>>>>>

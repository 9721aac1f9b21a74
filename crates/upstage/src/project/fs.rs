use crate::glob::PathSet;
use async_trait::async_trait;
use std::io::ErrorKind;
use std::path::{Path, PathBuf};
use tracing::debug;
use upstage_core::{MigrationError, Project};
use walkdir::{DirEntry, WalkDir};

/// Directories never descended into when globbing.
const SKIPPED_DIRS: [&str; 2] = [".git", "node_modules"];

/// A project rooted at a directory on disk.
///
/// File operations use `tokio::fs`. Package-manager operations are not
/// provided; wrap this type to add them.
///
/// Globbing never descends into `.git` or `node_modules`, so
/// [`glob`](Project::glob) does not list their files and a wildcard passed
/// to [`remove`](Project::remove) leaves them alone. A literal pattern naming
/// one of those directories still deletes it.
#[derive(Debug, Clone)]
pub struct FsProject {
    root: PathBuf,
}

impl FsProject {
    /// Creates a project rooted at `root`.
    pub fn new(root: impl Into<PathBuf>) -> Self {
        Self { root: root.into() }
    }

    /// Returns the project root.
    pub fn root(&self) -> &Path {
        &self.root
    }

    fn resolve(&self, path: &str) -> PathBuf {
        self.root.join(path.trim_start_matches("./"))
    }

    async fn walk(&self) -> Result<Vec<String>, MigrationError> {
        let root = self.root.clone();
        tokio::task::spawn_blocking(move || walk_files(&root))
            .await
            .map_err(|e| io_error(&self.root, std::io::Error::other(e)))?
    }
}

fn is_skipped(entry: &DirEntry) -> bool {
    entry.file_type().is_dir() && SKIPPED_DIRS.iter().any(|skipped| entry.file_name() == *skipped)
}

fn walk_files(root: &Path) -> Result<Vec<String>, MigrationError> {
    let mut files = Vec::new();
    let entries = WalkDir::new(root)
        .follow_links(false)
        .into_iter()
        .filter_entry(|entry| entry.depth() == 0 || !is_skipped(entry));
    for entry in entries {
        let entry = entry.map_err(|e| {
            let path = e.path().unwrap_or(root).to_path_buf();
            io_error(&path, e.into())
        })?;
        if entry.file_type().is_dir() {
            continue;
        }
        if let Some(relative) = relative(root, entry.path()) {
            files.push(relative);
        }
    }
    files.sort();
    Ok(files)
}

fn relative(root: &Path, path: &Path) -> Option<String> {
    let relative = path.strip_prefix(root).ok()?;
    let parts: Vec<_> = relative
        .components()
        .map(|c| c.as_os_str().to_string_lossy().into_owned())
        .collect();
    Some(parts.join("/"))
}

fn io_error(path: &Path, source: std::io::Error) -> MigrationError {
    MigrationError::Io {
        path: path.display().to_string(),
        source,
    }
}

#[async_trait]
impl Project for FsProject {
    async fn read(&self, path: &str) -> Result<String, MigrationError> {
        match tokio::fs::read_to_string(self.resolve(path)).await {
            Ok(text) => Ok(text),
            Err(e) if e.kind() == ErrorKind::NotFound => Err(MigrationError::NotFound {
                path: path.to_string(),
            }),
            Err(source) => Err(MigrationError::Io {
                path: path.to_string(),
                source,
            }),
        }
    }

    async fn write(&self, path: &str, contents: &str) -> Result<(), MigrationError> {
        let target = self.resolve(path);
        let write_failure = |e: std::io::Error| MigrationError::WriteFailure {
            path: path.to_string(),
            details: e.to_string(),
        };
        if let Some(parent) = target.parent() {
            tokio::fs::create_dir_all(parent).await.map_err(write_failure)?;
        }
        tokio::fs::write(&target, contents).await.map_err(write_failure)?;
        debug!("Wrote {}", path);
        Ok(())
    }

    /// Deletes every walked file a pattern covers, then every directory a
    /// literal pattern names, skipped directories included.
    async fn remove(&self, patterns: &[&str]) -> Result<(), MigrationError> {
        let paths = PathSet::new(patterns)?;
        for path in self.walk().await? {
            if paths.covers(&path) {
                let target = self.resolve(&path);
                tokio::fs::remove_file(&target)
                    .await
                    .map_err(|source| io_error(&target, source))?;
                debug!("Removed {}", path);
            }
        }
        for dir in paths.literals() {
            let target = self.resolve(dir);
            if tokio::fs::metadata(&target).await.is_ok_and(|meta| meta.is_dir()) {
                tokio::fs::remove_dir_all(&target)
                    .await
                    .map_err(|source| io_error(&target, source))?;
                debug!("Removed {}", dir);
            }
        }
        Ok(())
    }

    async fn exists(&self, path: &str) -> Result<bool, MigrationError> {
        let target = self.resolve(path);
        tokio::fs::try_exists(&target)
            .await
            .map_err(|source| io_error(&target, source))
    }

    /// Lists matching files in sorted order, outside `.git` and
    /// `node_modules`.
    async fn glob(&self, patterns: &[&str]) -> Result<Vec<String>, MigrationError> {
        let paths = PathSet::new(patterns)?;
        Ok(self
            .walk()
            .await?
            .into_iter()
            .filter(|path| paths.is_match(path))
            .collect())
    }
}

<<<<<

* **Problem**
Quote the data above from the line containing "tokio::fs::create_dir_all(parent).await.map_err(write_failure)?;" to the line containing "skipped directories included.", inclusive, and stop.

* **Answer to the exercise**
            tokio::fs::create_dir_all(parent).await.map_err(write_failure)?;
        }
        tokio::fs::write(&target, contents).await.map_err(write_failure)?;
        debug!("Wrote {}", path);
        Ok(())
    }

    /// Deletes every walked file a pattern covers, then every directory a
    /// literal pattern names, skipped directories included.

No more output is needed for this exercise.